The judgment against taking time for oneself can be even harsher for dads, who some assume are traditionally less hands-on in the first place and get to take a “Father Knows Best”-like rest in a recliner with a pipe while Mom does everything else. Cris Avery, who was his 12-year-old daughter Nya’s primary caregiver for much of her life and now shares custody with his ex-wife in Brooklyn, New York, says it sometimes seems like people have to be convinced he needs it.

“There were many ‘Moms Surviving The Pandemic’ groups but they weren’t specifically for dads. They were like, ‘Well, it’s kinda good you’re taking care of your daughter,’ and I was her primary caregiver,” he says.


Instead of getting the kids out of the house, Kara Higgins, of Council Bluffs, Iowa, actually added two to her previous brood of four — a Japanese exchange student who came to the States in fall 2019 and stayed, and a foster baby who came as “a pandemic surprise” in May 2020. Higgins and her husband, Ryan, are now in the process of adopting her.

Higgins, who works in health care and risks COVID-19 exposure on the job, sought out activities that give her dedicated time for herself and “not expose other people to all my cooties,” she says.
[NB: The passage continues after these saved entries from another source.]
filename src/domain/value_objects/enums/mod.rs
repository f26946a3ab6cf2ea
pub mod card_brands;
pub mod form_fields;
pub mod form_states;
pub mod notification_variants;
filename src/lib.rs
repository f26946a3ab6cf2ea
pub mod application;
pub mod config;
pub mod domain;
pub mod infrastructure;
pub mod observability;
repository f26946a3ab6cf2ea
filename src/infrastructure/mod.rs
pub mod axum_http;
pub mod postgres;
pub mod supabase;
use std::sync::Arc;

use axum::http::StatusCode;
use thiserror::Error;
use tracing::{debug, info, warn};
use uuid::Uuid;

use crate::{
    application::{
        form_sessions::FormSessions, usecases::payment_submissions::PaymentSubmissionUseCase,
    },
    domain::{
        entities::payment_forms::{FormTransitionError, SubmitAttempt},
        repositories::payment_submissions::PaymentSubmissionRepository,
        value_objects::{
            enums::form_fields::FormField, payment_forms::PaymentFormView,
            payment_validation::CalendarMonth,
        },
    },
};

#[derive(Debug, Error, PartialEq, Eq)]
pub enum PaymentFormError {
    #[error("payment form not found")]
    NotFound,
    #[error(transparent)]
    Transition(#[from] FormTransitionError),
}

impl PaymentFormError {
    pub fn status_code(&self) -> StatusCode {
        match self {
            PaymentFormError::NotFound => StatusCode::NOT_FOUND,
            PaymentFormError::Transition(_) => StatusCode::CONFLICT,
        }
    }
}

pub type UseCaseResult<T> = std::result::Result<T, PaymentFormError>;

/// Held while a store write is in flight. If the submit future is dropped first
/// (request timeout, client gone) the form is settled as a failed submit.
struct InFlightSubmit {
    sessions: Arc<FormSessions>,
    id: Uuid,
    settled: bool,
}

impl InFlightSubmit {
    fn new(sessions: &Arc<FormSessions>, id: Uuid) -> Self {
        Self {
            sessions: Arc::clone(sessions),
            id,
            settled: false,
        }
    }

    fn settle(mut self) {
        self.settled = true;
    }
}

impl Drop for InFlightSubmit {
    fn drop(&mut self) {
        if !self.settled {
            self.sessions.abandon_submit(self.id);
        }
    }
}

/// Drives server-held payment forms: one session per open form on a page.
pub struct PaymentFormUseCase<R>
where
    R: PaymentSubmissionRepository + Send + Sync + 'static,
{
    sessions: Arc<FormSessions>,
    payment_submission_usecase: Arc<PaymentSubmissionUseCase<R>>,
}

impl<R> PaymentFormUseCase<R>
where
    R: PaymentSubmissionRepository + Send + Sync + 'static,
{
    pub fn new(
        sessions: Arc<FormSessions>,
        payment_submission_usecase: Arc<PaymentSubmissionUseCase<R>>,
    ) -> Self {
        Self {
            sessions,
            payment_submission_usecase,
        }
    }

    pub async fn open(&self) -> UseCaseResult<PaymentFormView> {
        let id = self.sessions.open().await;
        let open_forms = self.sessions.len().await;
        info!(form_id = %id, open_forms, "payment_forms: form opened");
        self.view(id).await
    }

    pub async fn view(&self, id: Uuid) -> UseCaseResult<PaymentFormView> {
        self.sessions
            .with_form(id, |form| form.snapshot(id))
            .await
            .ok_or(PaymentFormError::NotFound)
    }

    pub async fn update_field(
        &self,
        id: Uuid,
        field: FormField,
        value: String,
        today: CalendarMonth,
    ) -> UseCaseResult<PaymentFormView> {
        let view = self
            .sessions
            .with_form(id, |form| {
                form.update_field(field, &value, today)?;
                Ok::<_, FormTransitionError>(form.snapshot(id))
            })
            .await
            .ok_or(PaymentFormError::NotFound)??;

        debug!(
            form_id = %id,
            field = %field,
            valid = !view.errors.contains_key(&field),
            card_type = ?view.card_brand,
            "payment_forms: field updated"
        );

        Ok(view)
    }

    /// Validates the whole form and, when it passes, performs the single store
    /// write. The session lock is released while the write is in flight; the form
    /// sits in `Submitting` so a second submit is refused.
    pub async fn submit(&self, id: Uuid, today: CalendarMonth) -> UseCaseResult<PaymentFormView> {
        let attempt = self
            .sessions
            .with_form(id, |form| form.begin_submit(today))
            .await
            .ok_or(PaymentFormError::NotFound)?
            .map_err(|err| {
                let err = PaymentFormError::from(err);
                warn!(
                    form_id = %id,
                    error = %err,
                    status = err.status_code().as_u16(),
                    "payment_forms: submit refused"
                );
                err
            })?;

        let (payment, card_brand) = match attempt {
            SubmitAttempt::Ready {
                payment,
                card_brand,
            } => (payment, card_brand),
            SubmitAttempt::Blocked => {
                info!(form_id = %id, "payment_forms: submit blocked by invalid fields");
                return self.view(id).await;
            }
        };

        let in_flight = InFlightSubmit::new(&self.sessions, id);

        let outcome = self
            .payment_submission_usecase
            .record(&payment, card_brand)
            .await;

        let view = self
            .sessions
            .with_form(id, |form| {
                match &outcome {
                    Ok(_) => form.mark_submitted()?,
                    Err(_) => form.mark_failed()?,
                }
                Ok::<_, FormTransitionError>(form.snapshot(id))
            })
            .await
            .ok_or_else(|| {
                warn!(form_id = %id, "payment_forms: form closed while submitting");
                PaymentFormError::NotFound
            });
        in_flight.settle();
        let view = view??;

        match outcome {
            Ok(receipt) => info!(
                form_id = %id,
                submission_id = %receipt.id,
                "payment_forms: form submitted"
            ),
            Err(err) => warn!(
                form_id = %id,
                error = %err,
                "payment_forms: submission failed, form kept for retry"
            ),
        }

        Ok(view)
    }

    pub async fn reset(&self, id: Uuid) -> UseCaseResult<PaymentFormView> {
        let view = self
            .sessions
            .with_form(id, |form| {
                form.reset()?;
                Ok::<_, FormTransitionError>(form.snapshot(id))
            })
            .await
            .ok_or(PaymentFormError::NotFound)??;

        info!(form_id = %id, "payment_forms: form reset");
        Ok(view)
    }

    pub async fn close(&self, id: Uuid) -> UseCaseResult<()> {
        if !self.sessions.close(id).await {
            return Err(PaymentFormError::NotFound);
        }
        info!(form_id = %id, "payment_forms: form closed");
        Ok(())
    }
}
One is a live fitness class app called Open Fit, “where I found an online community working out with other people. I needed to be distant but I’m also an extrovert, so it’s a way to have some community. It’s been really great.”

Of course, with that much work responsibility and that many people in her house, there are times “where I try to disconnect.” The practice started in the beginning of the pandemic where she “would strip down naked and tell the kids, ‘Let me get a shower and get the COVID off me. Give me a few minutes and I’ll be ready.’ Now everyone knows my boundaries. And I find it’s really important to not feel ashamed or guilty if I need to go for an hour to be by myself.”

There doesn’t seem to be a template or a rule for how to get that time, as long as it’s time set aside away from the kids. For Janet Max, of Takoma Park, Maryland, it was a regular walk with neighbors “for the first solid five months of the pandemic. We’d get a text that said ‘See you on the corner’ and we went,” she says. “Those walks were my savior.”

Kelly Durkin, a mother of three in Columbia, Maryland, “has definitely been on a podcast tangent,” along with TV binges with her husband of shows like “Outlander” and the “Sex and The City” reboot “And Just Like That …” She sometimes eludes her kids, using chores as a cover. “I’m like, ‘Gotta go fold laundry! So sorry!'” she says.

She, of course, is not sorry, and social worker Appeldoorn says that’s the right attitude. She lists our current societal Wordle obsession as “the best example of collective play I’ve seen in the 10 years. Self-care is anything that helps our nervous systems feel safe and reset, and also gives us fuel in our tanks that we need in order to keep at it. Just taking breaks is not enough anymore. There’s nothing selfish about it. And whatever it is, it has to be for you.”

Which is why I’ll never feel bad about Mommy’s True Crime Time. That’s what it takes for me to feel more like myself. And the only crime being committed is on the screen.